オーストラリアはカボタージュ法を廃止し、外航クルーズ船がオーストラリアの港に規制を受けることなく出入港できるようになった。

Kvaernerは、CunardをCarnival Corporationを含む債権者団に5億ドルで売却。

Orient Linesは、Marco Poloと共にNorwegian Cruise Lineに買収される。

1999年

Crown Cruise LineはCommodore Cruise Lineの上級部門として再デビューした。Crown Dynastyを傭船し、後に8620万ドルで購入した。

2000年

Star CruisesはCarnival Corporationにより保有されていた未払込の株式を購入し、Norwegian Cruise Line(Orient Linesを含む)の全支配権を取得した。

P&O Groupはクルーズ部門をグループから切り離して事業の核に据え、4つのクルーズ部門を有することとなった。すなわち、Aida Cruises、P&O Cruises、P&O Cruises (Australia)、そしてPrincess Cruisesである。

Costa CruisesはCarnival Corrporationにより100%所有されることとなった。

2001年

スペインのPullmanturはOceanic(以前のPremier Cruise LinesのBig Red Boat I)とSeawind Crown(以前Premier Cruise Linesにより運航されていた)をスペイン語市場向けに購入した。

Carnival CorporationはSeabourn Goddess IとSeabourn Goddess IIを、ノルウェーの船舶所有者Atle Brynestadと共同事業者のLarry Pimentelに売却した。

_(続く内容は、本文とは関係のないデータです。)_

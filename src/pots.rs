use crate::state::{DrawFormat, Group, Pot, Team};

/// Orders a draw pool into seeding tiers: hosts, regular teams, then play-off
/// slots. The play-off tier only exists for the championship format; elsewhere
/// those slots seed by ranking like everyone else. Each tier is sorted by
/// descending ranking points, stable for ties.
pub fn sort_by_rank_tier(teams: &[Team], format: DrawFormat) -> Vec<Team> {
    let mut hosts = Vec::new();
    let mut regular = Vec::new();
    let mut playoff = Vec::new();

    for team in teams {
        if team.is_host {
            hosts.push(team.clone());
        } else if format == DrawFormat::Championship && team.is_playoff_slot {
            playoff.push(team.clone());
        } else {
            regular.push(team.clone());
        }
    }

    for tier in [&mut hosts, &mut regular, &mut playoff] {
        tier.sort_by(|a, b| b.ranking_pts.total_cmp(&a.ranking_pts));
    }

    let mut out = hosts;
    out.extend(regular);
    out.extend(playoff);
    out
}

/// Chunks a tier-sorted list into pots of `number_of_groups` teams; the last
/// pot keeps the remainder.
pub fn allocate_pots(sorted: &[Team], number_of_groups: usize) -> Vec<Pot> {
    if number_of_groups == 0 {
        return Vec::new();
    }
    sorted
        .chunks(number_of_groups)
        .enumerate()
        .map(|(idx, chunk)| Pot {
            name: format!("Pot {}", idx + 1),
            teams: chunk.to_vec(),
        })
        .collect()
}

pub fn empty_groups(number_of_groups: usize, pot_count: usize) -> Vec<Group> {
    (0..number_of_groups)
        .map(|idx| Group::new(group_letter(idx), pot_count))
        .collect()
}

pub fn group_letter(index: usize) -> String {
    char::from(b'A' + (index % 26) as u8).to_string()
}
use std::collections::HashMap;
use std::fs;
use std::path::Path;

use anyhow::{Context, Result, anyhow};
use once_cell::sync::OnceCell;
use serde::{Deserialize, Serialize};

use crate::state::{Confederation, Team};

const BUILTIN_NATIONS: &str = include_str!("../data/nations.json");

// Play-off winners are not known at draw time; their slots are named after the path.
const PLAYOFF_SLOT_PREFIXES: &[&str] = &["UEFA Path ", "IC Path "];

static BUILTIN: OnceCell<NationRegistry> = OnceCell::new();

/// On-disk shape of one registry entry.
#[derive(Debug, Clone, Serialize, Deserialize)]
pub struct NationRecord {
    #[serde(rename = "rankingPts")]
    pub ranking_pts: f64,
    #[serde(rename = "confederationID")]
    pub confederation_id: String,
    #[serde(rename = "flagCode")]
    pub flag_code: String,
}

#[derive(Debug, Clone, PartialEq)]
pub struct NationInfo {
    pub name: String,
    pub confed: Confederation,
    pub ranking_pts: f64,
    pub flag_code: String,
}

/// Read-only name -> ranking/confederation/flag lookup handed to pot allocation.
#[derive(Debug, Clone, Default)]
pub struct NationRegistry {
    nations: HashMap<String, NationInfo>,
}

impl NationRegistry {
    pub fn builtin() -> Result<&'static NationRegistry> {
        BUILTIN.get_or_try_init(|| {
            Self::from_json(BUILTIN_NATIONS).context("built-in nation registry is invalid")
        })
    }

    pub fn load(path: &Path) -> Result<Self> {
        let raw = fs::read_to_string(path)
            .with_context(|| format!("failed reading nation registry {}", path.display()))?;
        Self::from_json(&raw)
    }

    pub fn from_json(raw: &str) -> Result<Self> {
        let records: HashMap<String, NationRecord> =
            serde_json::from_str(raw).context("invalid nation registry json")?;
        let mut nations = HashMap::with_capacity(records.len());
        for (name, record) in records {
            let confed = Confederation::from_id(&record.confederation_id).ok_or_else(|| {
                anyhow!(
                    "{name}: unknown confederation '{}'",
                    record.confederation_id
                )
            })?;
            if !record.ranking_pts.is_finite() {
                return Err(anyhow!("{name}: ranking points must be finite"));
            }
            nations.insert(
                name.clone(),
                NationInfo {
                    name,
                    confed,
                    ranking_pts: record.ranking_pts,
                    flag_code: record.flag_code,
                },
            );
        }
        Ok(Self { nations })
    }

    pub fn get(&self, name: &str) -> Option<&NationInfo> {
        self.nations.get(name)
    }

    pub fn len(&self) -> usize {
        self.nations.len()
    }

    pub fn is_empty(&self) -> bool {
        self.nations.is_empty()
    }

    /// Fresh per-draw team value; host flag starts cleared.
    pub fn team(&self, name: &str) -> Option<Team> {
        self.get(name).map(|nation| Team {
            name: nation.name.clone(),
            confed: nation.confed,
            ranking_pts: nation.ranking_pts,
            flag_code: nation.flag_code.clone(),
            is_host: false,
            is_playoff_slot: is_playoff_slot(&nation.name),
        })
    }

    pub fn teams_for<I, S>(&self, names: I) -> Result<Vec<Team>>
    where
        I: IntoIterator<Item = S>,
        S: AsRef<str>,
    {
        let mut teams = Vec::new();
        let mut missing = Vec::new();
        for name in names {
            let name = name.as_ref();
            match self.team(name) {
                Some(team) => teams.push(team),
                None => missing.push(name.to_string()),
            }
        }
        if !missing.is_empty() {
            return Err(anyhow!("unknown nations: {}", missing.join(", ")));
        }
        Ok(teams)
    }
}

pub fn is_playoff_slot(name: &str) -> bool {
    PLAYOFF_SLOT_PREFIXES.iter().any(|p| name.starts_with(p))
}
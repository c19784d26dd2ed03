//! Group draw engine.
//!
//! Two formats share the same pipeline: hosts are pre-placed from a fixed
//! letter table, then pots are dealt strictly in order. The standard format
//! deals every pot at random. The championship format deals Pot 1 at random
//! and solves every later pot with a bounded randomized backtracking search
//! under the confederation rules in [`can_place`].
//!
//! The search does not enumerate permutations of a pot. It tries at most
//! `min(20, 3 * pot size)` shuffled orderings per pot and, for each ordering,
//! runs a per-team backtracking placement. That bound keeps the draw well
//! under a second for real tournament sizes at the cost of occasionally
//! reporting a feasible draw as failed.

use std::collections::{BTreeMap, HashMap, HashSet};

use anyhow::{Result, anyhow};
use rand::Rng;
use rand::seq::SliceRandom;

use crate::nations::NationRegistry;
use crate::pots;
use crate::state::{Confederation, DrawFormat, Group, Pot, Team};

pub const MAX_HOSTS: usize = 6;
pub const MAX_GROUPS: usize = 26;
pub const UEFA_PER_GROUP: usize = 2;

const MAX_ORDERINGS_PER_POT: usize = 20;
const ORDERINGS_PER_TEAM: usize = 3;

// (nominal, fallback) group letter for the n-th host. The fallback is used
// when the nominal group does not exist for the current group count.
const HOST_GROUP_TABLE: [(&str, &str); MAX_HOSTS] = [
    ("A", "A"),
    ("B", "A"),
    ("D", "C"),
    ("F", "C"),
    ("I", "C"),
    ("J", "E"),
];

#[derive(Debug, Clone, Copy, Default, PartialEq, Eq)]
pub struct DrawStats {
    pub orderings_tried: usize,
    pub pots_backtracked: usize,
}
use std::path::PathBuf;
use std::time::{Duration, Instant};

use chrono::NaiveDate;
use rand::SeedableRng;
use rand::rngs::StdRng;

use wc26_draw::competition_io::parse_competition_json;
use wc26_draw::presets::{self, find_preset};
use wc26_draw::settings::Settings;
use wc26_draw::state::{AppState, Screen};

fn fixture_path(name: &str) -> PathBuf {
    let mut path = PathBuf::from(env!("CARGO_MANIFEST_DIR"));
    path.push("tests");
    path.push("fixtures");
    path.push(name);
    path
}

fn app_with(settings: Settings) -> AppState {
    let registry = settings.load_registry().expect("registry");
    AppState::new(registry, settings)
}

fn instant_app() -> AppState {
    app_with(Settings {
        reveal_delay: Duration::ZERO,
        export_dir: std::env::temp_dir().join(format!("wc26_draw_state_{}", std::process::id())),
        ..Settings::default()
    })
}

#[test]
fn euro_draw_builds_schedule() {
    let mut app = instant_app();
    app.load_preset(find_preset("euro").expect("euro")).expect("loads");
    assert_eq!(app.board.len(), 6);
    assert!(app.board.iter().all(|g| g.slots.iter().all(Option::is_none)));

    app.start_draw(&mut StdRng::seed_from_u64(5)).expect("draw runs");
    assert!(!app.is_revealing());
    assert!(app.outcome.as_ref().is_some_and(|o| o.success));
    assert_eq!(app.final_groups.len(), 6);
    assert!(app.board.iter().all(|g| g.slots.iter().all(Option::is_some)));
    assert_eq!(app.total_matchdays(), 3);
    assert_eq!(app.matchday, 1);

    app.toggle_home_away();
    assert_eq!(app.total_matchdays(), 6);
    app.next_matchday();
    app.next_matchday();
    assert_eq!(app.matchday, 3);
    app.toggle_home_away();
    assert_eq!(app.matchday, 3);
    app.next_matchday();
    assert_eq!(app.matchday, 3);
    app.prev_matchday();
    assert_eq!(app.matchday, 2);
}

#[test]
fn reveal_is_paced_by_delay() {
    let mut app = app_with(Settings {
        reveal_delay: Duration::from_millis(100),
        ..Settings::default()
    });
    app.load_preset(find_preset("euro").expect("euro")).expect("loads");
    app.start_draw(&mut StdRng::seed_from_u64(9)).expect("draw runs");
    assert!(app.is_revealing());
    assert_eq!(app.playback.len(), 24);

    let filled = |app: &AppState| {
        app.board
            .iter()
            .map(|g| g.slots.iter().filter(|s| s.is_some()).count())
            .sum::<usize>()
    };
    let start = Instant::now();
    app.tick(start);
    assert_eq!(filled(&app), 1);
    app.tick(start + Duration::from_millis(50));
    assert_eq!(filled(&app), 1);
    app.tick(start + Duration::from_millis(100));
    assert_eq!(filled(&app), 2);
    assert!(app.final_groups.is_empty());

    app.skip_playback();
    assert!(!app.is_revealing());
    assert_eq!(filled(&app), 24);
    assert_eq!(app.final_groups.len(), 6);
}

#[test]
fn reset_clears_results_but_keeps_setup() {
    let mut app = instant_app();
    app.load_preset(find_preset("euro").expect("euro")).expect("loads");
    app.start_draw(&mut StdRng::seed_from_u64(1)).expect("draw runs");
    app.reset_draw();
    assert!(app.outcome.is_none());
    assert!(app.schedule.is_empty());
    assert_eq!(app.matchday, 0);
    assert!(app.setup.is_some());
    assert!(app.board.iter().all(|g| g.slots.iter().all(Option::is_none)));
}

#[test]
fn import_switches_to_home_and_away() {
    let mut app = instant_app();
    app.import_file(&fixture_path("groupha_competition.json")).expect("imports");
    assert!(app.home_away);
    assert!(app.setup.is_none());
    assert_eq!(app.comp_name, "Nordic Cup");
    assert_eq!(app.total_matchdays(), 6);
    assert!(app.start_draw(&mut StdRng::seed_from_u64(1)).is_err());

    app.import_file(&fixture_path("odd_group_competition.json")).expect("imports");
    assert!(!app.home_away);
    assert_eq!(app.total_matchdays(), 5);
}

#[test]
fn failed_import_keeps_previous_competition() {
    let mut app = instant_app();
    app.load_preset(find_preset("wc2026").expect("wc2026")).expect("loads");
    assert!(app.import_file(&fixture_path("bad_comp_type.json")).is_err());
    assert_eq!(app.comp_name, "World Cup 2026");
    assert!(app.setup.is_some());
    assert!(app.logs.iter().any(|l| l.starts_with("[WARN] Import failed")));
}

#[test]
fn export_requires_finished_draw() {
    let mut app = instant_app();
    app.load_preset(find_preset("euro").expect("euro")).expect("loads");
    let at = NaiveDate::from_ymd_opt(2026, 6, 1)
        .and_then(|d| d.and_hms_opt(8, 30, 0))
        .expect("valid timestamp");
    assert!(app.export_draw(at).is_err());

    app.start_draw(&mut StdRng::seed_from_u64(2)).expect("draw runs");
    let path = app.export_draw(at).expect("exported");
    let raw = std::fs::read_to_string(&path).expect("readable");
    let import = parse_competition_json(&raw).expect("importable");
    assert_eq!(import.num_teams, 24);
    assert_eq!(import.num_through, 16);
    assert_eq!(import.groups, app.final_groups);
    let _ = std::fs::remove_file(path);
}

#[test]
fn screen_and_preset_cycle() {
    let mut app = instant_app();
    assert_eq!(app.screen, Screen::Groups);
    app.toggle_screen();
    assert_eq!(app.screen, Screen::Schedule);
    app.toggle_screen();
    assert_eq!(app.screen, Screen::Groups);

    assert_eq!(presets::next_preset("wc2026").id, "wc2030");
    assert_eq!(presets::next_preset("euro").id, "wc2026");
    assert_eq!(presets::next_preset("unknown").id, "wc2026");
}

#[test]
fn every_preset_loads() {
    let mut app = instant_app();
    for preset in presets::PRESETS {
        app.load_preset(preset).expect("preset loads");
        assert_eq!(app.board.len(), preset.number_of_groups);
    }
}

#[test]
fn logs_are_bounded() {
    let mut app = instant_app();
    for i in 0..250 {
        app.push_log(format!("[INFO] line {i}"));
    }
    assert_eq!(app.logs.len(), 200);
    assert_eq!(app.logs.front().map(String::as_str), Some("[INFO] line 50"));
}
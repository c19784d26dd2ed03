use std::env;
use std::path::PathBuf;
use std::time::Duration;

use anyhow::Result;

use crate::nations::NationRegistry;

const DEFAULT_REVEAL_MS: u64 = 350;
const DEFAULT_PRESET: &str = "wc2026";

/// Runtime knobs read from the environment (after `.env` files are loaded).
#[derive(Debug, Clone, PartialEq, Eq)]
pub struct Settings {
    pub reveal_delay: Duration,
    pub export_dir: PathBuf,
    pub nations_file: Option<PathBuf>,
    pub preset_id: String,
    pub force_home_away: bool,
}

impl Default for Settings {
    fn default() -> Self {
        Self {
            reveal_delay: Duration::from_millis(DEFAULT_REVEAL_MS),
            export_dir: PathBuf::from("."),
            nations_file: None,
            preset_id: DEFAULT_PRESET.to_string(),
            force_home_away: false,
        }
    }
}

impl Settings {
    pub fn from_env() -> Self {
        let defaults = Self::default();
        let reveal_ms = env::var("DRAW_REVEAL_MS")
            .ok()
            .and_then(|val| val.trim().parse::<u64>().ok())
            .unwrap_or(DEFAULT_REVEAL_MS)
            .min(5_000);
        Self {
            reveal_delay: Duration::from_millis(reveal_ms),
            export_dir: non_empty_env("DRAW_EXPORT_DIR")
                .map(PathBuf::from)
                .unwrap_or(defaults.export_dir),
            nations_file: non_empty_env("NATIONS_FILE").map(PathBuf::from),
            preset_id: non_empty_env("DRAW_PRESET").unwrap_or(defaults.preset_id),
            force_home_away: env::var("SCHEDULE_HOME_AWAY")
                .map(|val| parse_flag(&val))
                .unwrap_or(false),
        }
    }

    /// The override file when configured, otherwise the built-in registry.
    pub fn load_registry(&self) -> Result<NationRegistry> {
        match self.nations_file.as_deref() {
            Some(path) => NationRegistry::load(path),
            None => NationRegistry::builtin().cloned(),
        }
    }
}

fn non_empty_env(name: &str) -> Option<String> {
    env::var(name)
        .ok()
        .map(|val| val.trim().to_string())
        .filter(|val| !val.is_empty())
}

fn parse_flag(raw: &str) -> bool {
    matches!(
        raw.trim().to_ascii_lowercase().as_str(),
        "1" | "true" | "yes" | "on"
    )
}

#[cfg(test)]
mod tests {
    use super::*;

    #[test]
    fn flags_accept_common_truthy_values() {
        for raw in ["1", "true", "YES", " on "] {
            assert!(parse_flag(raw), "{raw}");
        }
        for raw in ["0", "false", "", "maybe"] {
            assert!(!parse_flag(raw), "{raw}");
        }
    }

    #[test]
    fn defaults_use_builtin_registry() {
        let settings = Settings::default();
        assert_eq!(settings.reveal_delay, Duration::from_millis(350));
        let registry = settings.load_registry().expect("registry");
        assert!(registry.get("Mexico").is_some());
    }
}
use axum::{
    extract::{Path, Query, State},
    http::StatusCode,
    routing::{get, post},
    Extension, Json, Router,
};
use chrono::{DateTime, Utc};
use courier_core::{CreateDeliveryRequest, DeliveryOrder, DeliveryPartner, DeliveryStatus, TenantScope};
use courier_delivery::TrackingSnapshot;
use serde::{Deserialize, Serialize};
use uuid::Uuid;

use crate::error::AppError;
use crate::middleware::tenant_middleware;
use crate::state::AppState;

#[derive(Debug, Serialize, Deserialize)]
#[serde(rename_all = "camelCase")]
pub struct DeliveryResponse {
    pub id: Uuid,
    pub order_id: String,
    pub organization_id: String,
    pub branch_id: String,
    pub partner_name: DeliveryPartner,
    pub partner_tracking_id: Option<String>,
    pub partner_shipment_id: Option<i64>,
    pub status: DeliveryStatus,
    pub pickup_address: Option<String>,
    pub dropoff_address: Option<String>,
    pub recipient_name: Option<String>,
    pub recipient_phone: Option<String>,
    pub delivery_fee: Option<f64>,
    pub notes: Option<String>,
    pub created_at: DateTime<Utc>,
    pub updated_at: DateTime<Utc>,
    pub delivered_at: Option<DateTime<Utc>>,
}

impl From<DeliveryOrder> for DeliveryResponse {
    fn from(order: DeliveryOrder) -> Self {
        Self {
            id: order.id,
            order_id: order.order_id,
            organization_id: order.organization_id,
            branch_id: order.branch_id,
            partner_name: order.partner_name,
            partner_tracking_id: order.partner_tracking_id,
            partner_shipment_id: order.partner_shipment_id,
            status: order.status,
            pickup_address: order.pickup_address,
            dropoff_address: order.dropoff_address,
            recipient_name: order.recipient_name,
            recipient_phone: order.recipient_phone,
            delivery_fee: order.delivery_fee,
            notes: order.notes,
            created_at: order.created_at,
            updated_at: order.updated_at,
            delivered_at: order.delivered_at,
        }
    }
}

#[derive(Debug, Deserialize)]
pub struct ListParams {
    pub status: Option<String>,
}

#[derive(Debug, Deserialize)]
pub struct CancelRequest {
    #[serde(default)]
    pub reason: String,
}

pub fn routes() -> Router<AppState> {
    Router::new()
        .route("/api/v1/deliveries", post(create_delivery).get(list_deliveries))
        .route("/api/v1/deliveries/{id}", get(get_delivery))
        .route("/api/v1/deliveries/{id}/track", get(track_delivery))
        .route("/api/v1/deliveries/{id}/cancel", post(cancel_delivery))
        .route_layer(axum::middleware::from_fn(tenant_middleware))
}

/// POST /api/v1/deliveries
async fn create_delivery(
    State(state): State<AppState>,
    Extension(scope): Extension<TenantScope>,
    Json(request): Json<CreateDeliveryRequest>,
) -> Result<(StatusCode, Json<DeliveryResponse>), AppError> {
    let order = state.deliveries.create(&scope, request).await?;
    Ok((StatusCode::CREATED, Json(order.into())))
}

/// GET /api/v1/deliveries?status=
async fn list_deliveries(
    State(state): State<AppState>,
    Extension(scope): Extension<TenantScope>,
    Query(params): Query<ListParams>,
) -> Result<Json<Vec<DeliveryResponse>>, AppError> {
    let status = params
        .status
        .as_deref()
        .filter(|s| !s.trim().is_empty())
        .map(|s| s.trim().parse::<DeliveryStatus>())
        .transpose()?;

    let orders = state.deliveries.list(&scope, status).await?;
    Ok(Json(orders.into_iter().map(DeliveryResponse::from).collect()))
}

/// GET /api/v1/deliveries/{id}
async fn get_delivery(
    State(state): State<AppState>,
    Extension(scope): Extension<TenantScope>,
    Path(id): Path<Uuid>,
) -> Result<Json<DeliveryResponse>, AppError> {
    let order = state.deliveries.get_by_id(&scope, id).await?;
    Ok(Json(order.into()))
}

/// GET /api/v1/deliveries/{id}/track
async fn track_delivery(
    State(state): State<AppState>,
    Extension(scope): Extension<TenantScope>,
    Path(id): Path<Uuid>,
) -> Result<Json<TrackingSnapshot>, AppError> {
    Ok(Json(state.deliveries.track(&scope, id).await?))
}

/// POST /api/v1/deliveries/{id}/cancel
async fn cancel_delivery(
    State(state): State<AppState>,
    Extension(scope): Extension<TenantScope>,
    Path(id): Path<Uuid>,
    Json(request): Json<CancelRequest>,
) -> Result<Json<DeliveryResponse>, AppError> {
    let order = state.deliveries.cancel(&scope, id, &request.reason).await?;
    Ok(Json(order.into()))
}
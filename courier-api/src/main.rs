use std::net::SocketAddr;
use std::sync::Arc;
use std::time::Duration;

use anyhow::Context;
use axum::http::HeaderName;
use courier_api::{app, AppState};
use courier_core::{DeliveryPartner, DeliveryStore};
use courier_delivery::{DeliveryService, WebhookAuthenticator, WebhookReconciler};
use courier_partner::{PartnerStrategy, ShiprocketClient, ShiprocketSettings, ShiprocketStrategy, StrategyRegistry};
use courier_store::app_config::{Config, ShiprocketConfig};
use courier_store::{DbClient, HttpBranchConfigLookup, HttpOrderLookup, InMemoryDeliveryStore, PgDeliveryStore};
use tracing_subscriber::{layer::SubscriberExt, util::SubscriberInitExt};

fn shiprocket_settings(config: &ShiprocketConfig) -> ShiprocketSettings {
    let defaults = ShiprocketSettings::default();
    ShiprocketSettings {
        base_url: config.base_url.clone(),
        email: config.email.clone(),
        password: config.password.clone(),
        token_ttl: chrono::Duration::minutes(config.token_ttl_minutes),
        refresh_margin: chrono::Duration::minutes(config.refresh_margin_minutes),
        connect_timeout: Duration::from_secs(config.connect_timeout_seconds),
        read_timeout: Duration::from_secs(config.read_timeout_seconds),
        request_timeout: Duration::from_secs(config.request_timeout_seconds),
        user_agent: config.user_agent.clone().unwrap_or(defaults.user_agent),
    }
}

async fn delivery_store(config: &Config) -> anyhow::Result<Arc<dyn DeliveryStore>> {
    match &config.database.url {
        Some(url) => {
            let db = DbClient::new(url, config.database.max_connections)
                .await
                .context("Failed to connect to Postgres")?;
            db.migrate().await.context("Failed to run migrations")?;
            Ok(Arc::new(PgDeliveryStore::new(db.pool.clone())))
        }
        None => {
            tracing::warn!("No database.url configured; deliveries are kept in memory only");
            Ok(Arc::new(InMemoryDeliveryStore::new()))
        }
    }
}

#[tokio::main]
async fn main() -> anyhow::Result<()> {
    tracing_subscriber::registry()
        .with(
            tracing_subscriber::EnvFilter::try_from_default_env()
                .unwrap_or_else(|_| "courier_api=debug,courier_partner=info,tower_http=debug".into()),
        )
        .with(tracing_subscriber::fmt::layer())
        .init();

    let config = Config::load().context("Failed to load config")?;
    tracing::info!("Starting courier API on port {}", config.server.port);

    let store = delivery_store(&config).await?;

    let services_timeout = Duration::from_secs(config.services.timeout_seconds);
    let orders = Arc::new(HttpOrderLookup::new(config.services.order_url.clone(), services_timeout)?);
    let branches = Arc::new(HttpBranchConfigLookup::new(
        config.services.organization_url.clone(),
        services_timeout,
    )?);

    let shiprocket_client = Arc::new(ShiprocketClient::new(shiprocket_settings(&config.partner.shiprocket))?);
    let strategies: Vec<Arc<dyn PartnerStrategy>> =
        vec![Arc::new(ShiprocketStrategy::new(shiprocket_client, orders, branches))];
    let registry = Arc::new(StrategyRegistry::new(strategies));

    let default_partner: DeliveryPartner = config
        .delivery
        .default_partner
        .parse()
        .context("Invalid delivery.default_partner")?;

    let webhook_header = HeaderName::from_bytes(config.webhook.header.to_ascii_lowercase().as_bytes())
        .context("Invalid webhook.header")?;

    let app_state = AppState {
        deliveries: Arc::new(DeliveryService::new(registry, store.clone(), default_partner)),
        reconciler: Arc::new(WebhookReconciler::new(store)),
        webhook_auth: Arc::new(WebhookAuthenticator::new(config.webhook.secret.clone())),
        webhook_header,
    };

    let app = app(app_state);

    let addr = SocketAddr::from(([0, 0, 0, 0], config.server.port));
    tracing::info!("Listening on {}", addr);

    let listener = tokio::net::TcpListener::bind(addr).await?;
    axum::serve(listener, app).await?;

    Ok(())
}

Renaissance Cruisesが米国に対する9月11日のテロ攻撃の後、運航を休止した。

American Hawaii Cruises、United States Lines、Delta Queen Coastal Cruisesの全てが運航を休止。

P&O PrincessとRoyal Caribbean Cruises Limitedが合併を発表し、9つの商標を有することになる。すなわち、A'ROSA Cruises、Aida Cruises、Celebrity Cruises、P&O Cruises、P&O Cruises (Australia)、Princess Cruises、Royal Carribbean International、Seatours、Swan Hellenicである(翌年、ご破算になる)。

2002年

Valtur Tourismがクルーズの運航を休止。このイタリアの会社は1隻の船(Valtur Prima)を保有していた。

SeaDream Yacht ClubがSeaDream IとSeaDream IIの2隻を使って運航を開始。

Imperium CruisesがかってのRenaissance Cruisesの船のうちの2隻、R7とR8を傭船してクルーズ客船会社を開業。

Golden Sun CruisesはGolden Star Cruisesとなり、Agean Iの運航を開始。

Information

 このページは、Douglas Ward, Complete Guide to Cruising & Cruise Ships 2001 (2000) のクルーズ業界全体を概観している部分に、Ocean Cruising & Cruise Ships 2003 (2002) の増補部分を増補して紹介したものです。したがって2002年現在の情報であり、古くなっていますが、クルーズ業界の記録として掲載することにしました。
 このガイドブックは、更にCruising & Cruise Shipsと改題され、毎年、改訂版が発行されています。